Hypercholesterolemia accelerates the Alzheimer's amyloid pathology in a transgenic mouse model.

Recent data suggest that cholesterol metabolism is linked to susceptibility to Alzheimer's disease (AD). However, no direct evidence has been reported linking cholesterol metabolism and the pathogenesis of AD. To test the hypothesis that amyloid beta-peptide (Abeta) deposition can be modulated by diet-induced hypercholesterolemia, we used a transgenic-mouse model for AD amyloidosis and examined the effects of a high-fat/high-cholesterol diet on central nervous system (CNS) Abeta accumulation. Our data showed that diet-induced hypercholesterolemia resulted in significantly increased levels of formic acid-extractable Abeta peptides in the CNS. Furthermore, the levels of total Abeta were strongly correlated with the levels of both plasma and CNS total cholesterol.

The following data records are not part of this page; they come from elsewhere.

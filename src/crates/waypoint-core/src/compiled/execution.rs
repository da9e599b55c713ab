//! The execution loop
//!
//! One invocation runs in **steps**. Each step:
//!
//! 1. runs the active nodes concurrently (each inside its own node context)
//! 2. if any node suspended: saves a checkpoint with `next` = the step's
//!    nodes and the interrupts, stores completed siblings' outputs as
//!    pending writes, and returns
//! 3. otherwise applies the updates in activation order through the schema
//! 4. computes the next set: goto targets, then static edges, then
//!    conditional edges evaluated on the updated state (deduplicated, `END`
//!    dropped)
//! 5. saves a checkpoint and emits stream events
//!
//! Checkpoint metadata `step` is the last **completed** step: `-1` for the
//! input checkpoint, `n` after step `n`. A suspended step keeps the step of
//! its parent, so re-running it on resume uses the same step number and the
//! same interrupt ids.

use futures::future::join_all;
use serde_json::{json, Map, Value};
use std::collections::{HashMap, HashSet};
use std::sync::Arc;
use tokio::sync::mpsc;
use tracing::{debug, error, info, warn};
use waypoint_checkpoint::{
    Checkpoint, CheckpointConfig, CheckpointError, CheckpointMetadata, CheckpointSaver,
    CheckpointSource, CheckpointTuple, PendingInterrupt,
};

use super::types::{GraphInput, RunConfig, RunOutcome, StreamEvent};
use super::CompiledGraph;
use crate::command::{Command, ResumeValue};
use crate::error::{GraphError, Result};
use crate::graph::{NodeId, END};
use crate::runtime::{self, NodeContext};

/// Pending-write channel holding `{id, value}` resume answers, task id = node
pub(crate) const RESUME_CHANNEL: &str = "__resume__";

/// Pending-write channel holding a completed node's output as a `Command`
pub(crate) const TASK_CHANNEL: &str = "__task__";

pub(crate) type EventSender = mpsc::Sender<Result<StreamEvent>>;

impl CompiledGraph {
    /// Run the graph until it finishes, suspends or hits a breakpoint
    ///
    /// `input` is either state values or a [`Command`]:
    ///
    /// - values on a fresh or finished thread are merged into the thread's
    ///   state and the run starts at the entry point
    /// - values on a paused thread discard its pending work and restart at
    ///   the entry point; `Value::Null` instead continues the paused run
    /// - a command resumes, edits and/or redirects the thread
    ///
    /// A suspension is not an error: it returns a [`RunOutcome`] whose
    /// `interrupts` are non-empty.
    ///
    /// ```rust,no_run
    /// use waypoint_core::{Command, RunConfig};
    /// use serde_json::json;
    ///
    /// # async fn example(graph: waypoint_core::CompiledGraph) -> waypoint_core::Result<()> {
    /// let config = RunConfig::for_thread("ticket-42");
    ///
    /// let outcome = graph.invoke(json!({"request": "deploy"}), &config).await?;
    /// if outcome.is_interrupted() {
    ///     println!("needs approval: {}", outcome.interrupts[0].value);
    ///     let outcome = graph.invoke(Command::resume(json!("yes")), &config).await?;
    ///     assert!(outcome.is_complete());
    /// }
    /// # Ok(())
    /// # }
    /// ```
    #[tracing::instrument(skip(self, input, config), fields(thread_id = ?config.thread_id))]
    pub async fn invoke(
        &self,
        input: impl Into<GraphInput>,
        config: &RunConfig,
    ) -> Result<RunOutcome> {
        self.run(input.into(), config, None).await.map_err(|e| {
            error!(error = %e, "Graph execution failed");
            e
        })
    }

    pub(crate) async fn run(
        &self,
        input: GraphInput,
        config: &RunConfig,
        events: Option<EventSender>,
    ) -> Result<RunOutcome> {
        let limit = config.recursion_limit.unwrap_or(self.recursion_limit);
        let run = RunLoop::start(self, input, config, events).await?;
        run.execute(limit).await
    }
}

Biochemical analysis revealed that, compared with control, the hypercholesterolemic mice had significantly decreased levels of sAPPalpha and increased levels of C-terminal fragments (beta-CTFs), suggesting alterations in amyloid precursor protein processing in response to hypercholesterolemia. Neuropathological analysis indicated that the hypercholesterolemic diet significantly increased beta-amyloid load by increasing both deposit number and size. These data demonstrate that high dietary cholesterol increases Abeta accumulation and accelerates the AD-related pathology observed in this animal model. Thus, we propose that diet can be used to modulate the risk of developing AD.